HOW TO COMPLETE THIS TASK:
With no omissions, write out every record given below.

EXTRACTED ENTRIES Block Start

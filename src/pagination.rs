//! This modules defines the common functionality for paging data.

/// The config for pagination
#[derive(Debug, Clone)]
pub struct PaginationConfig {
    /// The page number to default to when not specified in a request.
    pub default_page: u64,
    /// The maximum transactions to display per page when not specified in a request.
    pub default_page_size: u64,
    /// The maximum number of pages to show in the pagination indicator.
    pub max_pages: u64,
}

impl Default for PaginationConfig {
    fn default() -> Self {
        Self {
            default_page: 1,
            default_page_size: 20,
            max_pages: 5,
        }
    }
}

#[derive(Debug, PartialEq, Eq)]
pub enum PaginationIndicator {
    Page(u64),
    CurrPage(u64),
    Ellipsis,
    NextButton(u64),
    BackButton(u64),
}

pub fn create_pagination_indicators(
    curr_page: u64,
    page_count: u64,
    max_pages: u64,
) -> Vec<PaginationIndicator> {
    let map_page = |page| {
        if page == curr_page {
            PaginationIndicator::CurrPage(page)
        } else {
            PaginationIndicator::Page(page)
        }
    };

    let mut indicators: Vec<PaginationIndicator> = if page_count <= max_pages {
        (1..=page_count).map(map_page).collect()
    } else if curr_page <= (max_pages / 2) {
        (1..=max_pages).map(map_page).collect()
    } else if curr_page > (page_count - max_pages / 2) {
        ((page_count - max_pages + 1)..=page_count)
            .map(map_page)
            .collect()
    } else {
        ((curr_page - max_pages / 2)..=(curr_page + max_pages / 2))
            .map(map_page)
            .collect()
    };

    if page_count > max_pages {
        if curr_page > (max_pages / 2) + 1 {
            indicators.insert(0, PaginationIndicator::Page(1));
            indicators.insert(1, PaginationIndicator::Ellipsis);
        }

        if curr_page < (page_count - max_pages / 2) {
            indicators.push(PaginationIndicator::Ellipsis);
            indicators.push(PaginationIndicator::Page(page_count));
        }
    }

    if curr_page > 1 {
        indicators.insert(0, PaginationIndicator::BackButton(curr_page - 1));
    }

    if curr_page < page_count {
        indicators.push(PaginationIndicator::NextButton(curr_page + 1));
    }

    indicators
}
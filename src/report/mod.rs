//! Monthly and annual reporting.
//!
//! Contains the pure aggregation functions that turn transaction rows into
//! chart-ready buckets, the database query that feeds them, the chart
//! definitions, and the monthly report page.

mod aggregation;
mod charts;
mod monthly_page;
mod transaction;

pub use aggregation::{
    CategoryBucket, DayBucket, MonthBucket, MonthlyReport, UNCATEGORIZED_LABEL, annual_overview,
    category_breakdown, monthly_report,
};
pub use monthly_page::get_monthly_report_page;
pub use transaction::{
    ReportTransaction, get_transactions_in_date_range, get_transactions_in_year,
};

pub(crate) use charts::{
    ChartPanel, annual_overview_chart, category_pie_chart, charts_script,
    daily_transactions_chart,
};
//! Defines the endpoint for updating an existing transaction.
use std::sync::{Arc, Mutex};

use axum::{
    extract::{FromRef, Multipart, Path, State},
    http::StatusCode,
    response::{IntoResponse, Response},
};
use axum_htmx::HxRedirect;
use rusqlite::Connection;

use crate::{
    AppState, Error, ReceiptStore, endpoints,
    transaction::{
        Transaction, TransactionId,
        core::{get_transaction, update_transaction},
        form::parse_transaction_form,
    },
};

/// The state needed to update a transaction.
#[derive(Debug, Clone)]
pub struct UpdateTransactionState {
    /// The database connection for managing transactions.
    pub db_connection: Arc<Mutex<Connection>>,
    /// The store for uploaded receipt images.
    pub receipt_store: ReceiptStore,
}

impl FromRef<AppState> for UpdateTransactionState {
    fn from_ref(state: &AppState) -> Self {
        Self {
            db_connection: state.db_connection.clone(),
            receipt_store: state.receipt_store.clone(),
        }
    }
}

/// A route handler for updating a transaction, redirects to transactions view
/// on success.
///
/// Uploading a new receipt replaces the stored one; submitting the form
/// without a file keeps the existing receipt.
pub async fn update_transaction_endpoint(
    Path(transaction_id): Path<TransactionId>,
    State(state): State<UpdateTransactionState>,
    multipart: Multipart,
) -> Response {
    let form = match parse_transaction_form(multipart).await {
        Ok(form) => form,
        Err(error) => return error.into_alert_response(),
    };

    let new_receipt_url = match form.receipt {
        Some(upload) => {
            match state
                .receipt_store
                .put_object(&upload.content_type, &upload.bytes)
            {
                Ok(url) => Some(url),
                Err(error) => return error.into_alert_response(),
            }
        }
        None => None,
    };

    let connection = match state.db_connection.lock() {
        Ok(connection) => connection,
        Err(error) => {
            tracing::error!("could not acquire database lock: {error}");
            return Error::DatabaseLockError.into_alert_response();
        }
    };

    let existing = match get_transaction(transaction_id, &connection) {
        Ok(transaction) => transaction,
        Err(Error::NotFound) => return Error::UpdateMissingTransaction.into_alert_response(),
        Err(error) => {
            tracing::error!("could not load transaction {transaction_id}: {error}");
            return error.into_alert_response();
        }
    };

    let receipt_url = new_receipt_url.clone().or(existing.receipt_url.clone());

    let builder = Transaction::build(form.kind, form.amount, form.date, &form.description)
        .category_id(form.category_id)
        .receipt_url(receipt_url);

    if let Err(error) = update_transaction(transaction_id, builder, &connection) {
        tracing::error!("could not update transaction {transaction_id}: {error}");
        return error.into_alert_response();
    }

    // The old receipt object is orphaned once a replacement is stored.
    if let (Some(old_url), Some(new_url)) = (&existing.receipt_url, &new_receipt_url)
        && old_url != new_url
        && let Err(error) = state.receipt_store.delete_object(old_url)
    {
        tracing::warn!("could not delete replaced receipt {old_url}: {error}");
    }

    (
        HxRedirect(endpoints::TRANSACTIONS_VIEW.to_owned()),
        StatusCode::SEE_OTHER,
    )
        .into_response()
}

EXTRACTED ENTRIES Block End

YOUR RESPONSE:
filename src/pagination.rs
//! This modules defines the common functionality for paging data.

/// The config for pagination
#[derive(Debug, Clone)]
pub struct PaginationConfig {
    /// The page number to default to when not specified in a request.
    pub default_page: u64,
    /// The maximum transactions to display per page when not specified in a request.
    pub default_page_size: u64,
    /// The maximum number of pages to show in the pagination indicator.
    pub max_pages: u64,
}

impl Default for PaginationConfig {
    fn default() -> Self {
        Self {
            default_page: 1,
            default_page_size: 20,
            max_pages: 5,
        }
    }
}

#[derive(Debug, PartialEq, Eq)]
pub enum PaginationIndicator {
    Page(u64),
    CurrPage(u64),
    Ellipsis,
    NextButton(u64),
    BackButton(u64),
}

pub fn create_pagination_indicators(
    curr_page: u64,
    page_count: u64,
    max_pages: u64,
) -> Vec<PaginationIndicator> {
    let map_page = |page| {
        if page == curr_page {
            PaginationIndicator::CurrPage(page)
        } else {
            PaginationIndicator::Page(page)
        }
    };

    let mut indicators: Vec<PaginationIndicator> = if page_count <= max_pages {
        (1..=page_count).map(map_page).collect()
    } else if curr_page <= (max_pages / 2) {
        (1..=max_pages).map(map_page).collect()
    } else if curr_page > (page_count - max_pages / 2) {
        ((page_count - max_pages + 1)..=page_count)
            .map(map_page)
            .collect()
    } else {
        ((curr_page - max_pages / 2)..=(curr_page + max_pages / 2))
            .map(map_page)
            .collect()
    };

    if page_count > max_pages {
        if curr_page > (max_pages / 2) + 1 {
            indicators.insert(0, PaginationIndicator::Page(1));
            indicators.insert(1, PaginationIndicator::Ellipsis);
        }

        if curr_page < (page_count - max_pages / 2) {
            indicators.push(PaginationIndicator::Ellipsis);
            indicators.push(PaginationIndicator::Page(page_count));
        }
    }

    if curr_page > 1 {
        indicators.insert(0, PaginationIndicator::BackButton(curr_page - 1));
    }

    if curr_page < page_count {
        indicators.push(PaginationIndicator::NextButton(curr_page + 1));
    }

    indicators
}
filename src/report/mod.rs
//! Monthly and annual reporting.
//!
//! Contains the pure aggregation functions that turn transaction rows into
//! chart-ready buckets, the database query that feeds them, the chart
//! definitions, and the monthly report page.

mod aggregation;
mod charts;
mod monthly_page;
mod transaction;

pub use aggregation::{
    CategoryBucket, DayBucket, MonthBucket, MonthlyReport, UNCATEGORIZED_LABEL, annual_overview,
    category_breakdown, monthly_report,
};
pub use monthly_page::get_monthly_report_page;
pub use transaction::{
    ReportTransaction, get_transactions_in_date_range, get_transactions_in_year,
};

pub(crate) use charts::{
    ChartPanel, annual_overview_chart, category_pie_chart, charts_script,
    daily_transactions_chart,
};
//! Defines the endpoint for updating an existing transaction.
use std::sync::{Arc, Mutex};

use axum::{
    extract::{FromRef, Multipart, Path, State},
    http::StatusCode,
    response::{IntoResponse, Response},
};
use axum_htmx::HxRedirect;
use rusqlite::Connection;

use crate::{
    AppState, Error, ReceiptStore, endpoints,
    transaction::{
        Transaction, TransactionId,
        core::{get_transaction, update_transaction},
        form::parse_transaction_form,
    },
};

/// The state needed to update a transaction.
#[derive(Debug, Clone)]
pub struct UpdateTransactionState {
    /// The database connection for managing transactions.
    pub db_connection: Arc<Mutex<Connection>>,
    /// The store for uploaded receipt images.
    pub receipt_store: ReceiptStore,
}

impl FromRef<AppState> for UpdateTransactionState {
    fn from_ref(state: &AppState) -> Self {
        Self {
            db_connection: state.db_connection.clone(),
            receipt_store: state.receipt_store.clone(),
        }
    }
}

/// A route handler for updating a transaction, redirects to transactions view
/// on success.
///
/// Uploading a new receipt replaces the stored one; submitting the form
/// without a file keeps the existing receipt.
pub async fn update_transaction_endpoint(
    Path(transaction_id): Path<TransactionId>,
    State(state): State<UpdateTransactionState>,
    multipart: Multipart,
) -> Response {
    let form = match parse_transaction_form(multipart).await {
        Ok(form) => form,
        Err(error) => return error.into_alert_response(),
    };

    let new_receipt_url = match form.receipt {
        Some(upload) => {
            match state
                .receipt_store
                .put_object(&upload.content_type, &upload.bytes)
            {
                Ok(url) => Some(url),
                Err(error) => return error.into_alert_response(),
            }
        }
        None => None,
    };

    let connection = match state.db_connection.lock() {
        Ok(connection) => connection,
        Err(error) => {
            tracing::error!("could not acquire database lock: {error}");
            return Error::DatabaseLockError.into_alert_response();
        }
    };

    let existing = match get_transaction(transaction_id, &connection) {
        Ok(transaction) => transaction,
        Err(Error::NotFound) => return Error::UpdateMissingTransaction.into_alert_response(),
        Err(error) => {
            tracing::error!("could not load transaction {transaction_id}: {error}");
            return error.into_alert_response();
        }
    };

    let receipt_url = new_receipt_url.clone().or(existing.receipt_url.clone());

    let builder = Transaction::build(form.kind, form.amount, form.date, &form.description)
        .category_id(form.category_id)
        .receipt_url(receipt_url);

    if let Err(error) = update_transaction(transaction_id, builder, &connection) {
        tracing::error!("could not update transaction {transaction_id}: {error}");
        return error.into_alert_response();
    }

    // The old receipt object is orphaned once a replacement is stored.
    if let (Some(old_url), Some(new_url)) = (&existing.receipt_url, &new_receipt_url)
        && old_url != new_url
        && let Err(error) = state.receipt_store.delete_object(old_url)
    {
        tracing::warn!("could not delete replaced receipt {old_url}: {error}");
    }

    (
        HxRedirect(endpoints::TRANSACTIONS_VIEW.to_owned()),
        StatusCode::SEE_OTHER,
    )
        .into_response()
}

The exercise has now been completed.